If you’re unable to eat yogurt, you can still enjoy dairy products by drinking coffee or tea with milk. These beverages contain much less lactose than eating a bowl of yogurt. If you’re not sure if drinking coffee or tea with milk will help your lactose intolerance, start by drinking a small amount of milk with every cup of coffee or tea. Over time, you can increase the amount of milk that you add to your drinks.

Eat kombucha

If you’re looking for an alternative to dairy that’s high in probiotics, try kombucha. Kombucha is a fermented beverage that you can find at most health food stores. It contains many types of beneficial bacteria, including probiotics. Lactose intolerance is not a lifelong condition. Once you manage your symptoms, it’s likely that you will be able to eat dairy products again. But, if you want to avoid the symptoms that come with a lactose intolerance, you may want to consider giving up dairy products.

Try bone broth

Many people who have lactose intolerance also experience bloating, cramping, and other digestive issues. These symptoms can be especially painful for people who have IBS. Fortunately, there are some foods and beverages that can help treat these symptoms. Drinking bone broth can reduce digestive issues, including constipation, diarrhea, and abdominal cramps. If you want to try drinking bone broth as a way to treat your lactose intolerance, look for a brand that’s organic and contains no preservatives. You want to make sure that it’s safe for you to drink and contains ingredients that will help your symptoms.

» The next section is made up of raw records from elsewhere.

impl Orchestrator {
    pub fn new(store: Arc<GlyphStore>, launcher: Arc<dyn AgentLauncher>) -> Self {
        Self {
            store,
            launcher,
            config: OrchestratorConfig::default(),
        }
    }

    pub fn with_config(mut self, config: OrchestratorConfig) -> Self {
        self.config = config;
        self
    }

    /// Current phase of an objective without driving it.
    pub fn status(&self, objective: &str) -> Result<(String, Phase, u32)> {
        let id = orch_id(objective);
        let topic = orch_topic(&id);
        let phase = derive_phase(&self.store, &topic)?;
        let rounds = audit_rounds(&self.store, &topic)?;
        Ok((id, phase, rounds))
    }

    /// Drive an objective until a terminal phase.
    ///
    /// Resumable: the phase is re-derived from the store on every
    /// iteration, so a previously interrupted orchestration continues where
    /// its glyphs left off.
    pub async fn run(
        &self,
        objective: &str,
        repo_root: Option<&std::path::Path>,
    ) -> Result<OrchestrationOutcome> {
        let id = orch_id(objective);
        let topic = orch_topic(&id);
        info!(orch_id = %id, objective, "orchestration starting");

        loop {
            let phase = derive_phase(&self.store, &topic)?;
            let rounds = audit_rounds(&self.store, &topic)?;

            match phase {
                Phase::Done | Phase::Escalated => {
                    info!(orch_id = %id, final_phase = %phase, rounds, "orchestration finished");
                    return Ok(OrchestrationOutcome {
                        orch_id: id,
                        final_phase: phase,
                        rounds,
                    });
                }
                Phase::Implement => {
                    self.run_implement(&topic, objective, repo_root, rounds)
                        .await?;
                }
                Phase::Audit => {
                    if rounds >= self.config.max_rounds {
                        self.escalate(
                            &topic,
                            Phase::Audit,
                            rounds,
                            &format!("max_rounds {} exceeded", self.config.max_rounds),
                        )?;
                        continue;
                    }
                    self.run_audit(&topic, objective, repo_root, rounds).await?;
                }
                Phase::Fix => {
                    self.run_fix(&topic, objective, repo_root, rounds).await?;
                }
            }
        }
    }

    async fn run_implement(
        &self,
        topic: &str,
        objective: &str,
        repo_root: Option<&std::path::Path>,
        round: u32,
    ) -> Result<()> {
        let spec = self.spec(
            format!("Implement: {}", objective),
            repo_root,
            self.config.implement_timeout_s,
        );
        let outcome = self.spawn_phase(topic, Phase::Implement, round, &spec).await?;

        match outcome.status {
            SubAgentStatus::Done => {
                record_transition(
                    &self.store,
                    topic,
                    PhaseEvent::ImplementDone,
                    Phase::Implement,
                    Phase::Audit,
                    round,
                    None,
                )?;
            }
            _ => {
                // A failed implement run goes straight to audit as a
                // failure so the fix loop (and its guards) take over.
                let sig = error_signature(&outcome.result);
                record_transition(
                    &self.store,
                    topic,
                    PhaseEvent::ImplementDone,
                    Phase::Implement,
                    Phase::Audit,
                    round,
                    None,
                )?;
                record_transition(
                    &self.store,
                    topic,
                    PhaseEvent::AuditFail,
                    Phase::Audit,
                    Phase::Fix,
                    round + 1,
                    Some(&sig),
                )?;
            }
        }
        Ok(())
    }

    async fn run_audit(
        &self,
        topic: &str,
        objective: &str,
        repo_root: Option<&std::path::Path>,
        round: u32,
    ) -> Result<()> {
        let spec = self.spec(
            format!(
                "Audit the implementation of: {}. End your final line with PASS or FAIL.",
                objective
            ),
            repo_root,
            self.config.audit_timeout_s,
        );
        let outcome = self.spawn_phase(topic, Phase::Audit, round, &spec).await?;

        let passed =
            outcome.status == SubAgentStatus::Done && outcome.result.to_uppercase().contains("PASS");

        if passed {
            record_transition(
                &self.store,
                topic,
                PhaseEvent::AuditPass,
                Phase::Audit,
                Phase::Done,
                round + 1,
                None,
            )?;
            return Ok(());
        }

        let sig = error_signature(&outcome.result);

        // Two successive identical failure signatures mean the fix loop is
        // not converging.
        let previous = recent_audit_failures(&self.store, topic, 1)?;
        if previous.first().map(String::as_str) == Some(sig.as_str()) {
            record_transition(
                &self.store,
                topic,
                PhaseEvent::AuditFail,
                Phase::Audit,
                Phase::Fix,
                round + 1,
                Some(&sig),
            )?;
            self.escalate(
                topic,
                Phase::Fix,
                round + 1,
                &format!("repeated error signature {}", sig),
            )?;
            return Ok(());
        }

        record_transition(
            &self.store,
            topic,
            PhaseEvent::AuditFail,
            Phase::Audit,
            Phase::Fix,
            round + 1,
            Some(&sig),
        )?;
        Ok(())
    }

    async fn run_fix(
        &self,
        topic: &str,
        objective: &str,
        repo_root: Option<&std::path::Path>,
        round: u32,
    ) -> Result<()> {
        let failures = recent_audit_failures(&self.store, topic, 1)?;
        let hint = failures
            .first()
            .map(|sig| format!(" (failure signature {})", sig))
            .unwrap_or_default();

        let spec = self.spec(
            format!("Fix the audit failures for: {}{}", objective, hint),
            repo_root,
            self.config.fix_timeout_s,
        );
        let outcome = self.spawn_phase(topic, Phase::Fix, round, &spec).await?;

        // Even a struggling fix run hands control back to audit; the
        // repeated-signature guard catches non-progress.
        let _ = outcome;
        record_transition(
            &self.store,
            topic,
            PhaseEvent::FixDone,
            Phase::Fix,
            Phase::Audit,
            round,
            None,
        )?;
        Ok(())
    }

    /// Spawn with phase markers before and after. A launch failure is
    /// converted into an error outcome so the loop continues under its
    /// guards.
    async fn spawn_phase(
        &self,
        topic: &str,
        phase: Phase,
        round: u32,
        spec: &SpawnSpec,
    ) -> Result<SubAgentOutcome> {
        record_spawn_marker(&self.store, topic, phase, round, "spawn")?;
        let outcome = match self.launcher.launch_and_wait(spec).await {
            Ok(outcome) => outcome,
            Err(e) => {
                warn!(phase = %phase, error = %e, "sub-agent launch failed");
                SubAgentOutcome {
                    status: SubAgentStatus::Error,
                    result: format!("spawn failure: {}", e),
                    history: Vec::new(),
                }
            }
        };
        record_spawn_marker(&self.store, topic, phase, round, "return")?;
        Ok(outcome)
    }

    fn spec(
        &self,
        objective: String,
        repo_root: Option<&std::path::Path>,
        timeout_s: u64,
    ) -> SpawnSpec {
        let mut spec = SpawnSpec::new(objective)
            .with_max_iterations(self.config.sub_agent_max_iterations)
            .with_timeout(timeout_s);
        if let Some(root) = repo_root {
            spec = spec.with_repo_root(root);
        }
        spec
    }

    fn escalate(&self, topic: &str, from: Phase, round: u32, reason: &str) -> Result<()> {
        warn!(topic, reason, "orchestration escalating");
        record_transition(
            &self.store,
            topic,
            PhaseEvent::Escalate,
            from,
            Phase::Escalated,
            round,
            Some(reason),
        )?;
        // Escalations ask for a human
        let question = Glyph::new(
            GlyphType::Question,
            format!("orchestration stuck ({}); operator intervention needed", reason),
        )
        .with_topic(topic)
        .with_importance(crate::store::Importance::H);
        self.store.append(&question)?;
        Ok(())
    }
}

Be mindful of the foods you eat and how they make you feel

As you’re managing your lactose intolerance, it’s important to be mindful of the foods that make you feel uncomfortable. If you eat dairy products, you may feel bloating, cramping, and other issues that indicate you’ve consumed too much lactose. You can avoid these symptoms by taking a Lactose Intolerance Self-Assessment before you eat dairy products. It’s also important to choose the right dairy products when you’re managing lactose intolerance. Cheddar cheese, feta cheese, and Swiss cheese all have lower levels of lactose than other types of cheese. And, sour cream, butter, and cream cheese all contain little to no lactose.


We hope the article proved to be helpful in knowing more about Lactose Intolerance, its Symptoms, and its Causes. If you feel you are lactose intolerant, try to avoid dairy products and look for lactose-free alternatives. Thanks for reading and keep visiting us! Now that you know all about lactose intolerance, it’s time to clear up any misconceptions you may have had and take a better care of yourself!

Robert Mata

Robert Mata is a health writer with a passion for helping others improve their well-being. A graduate of the University of Texas at Austin, Robert has spent years researching and writing about topics such as healthy eating, physical fitness, and mental health.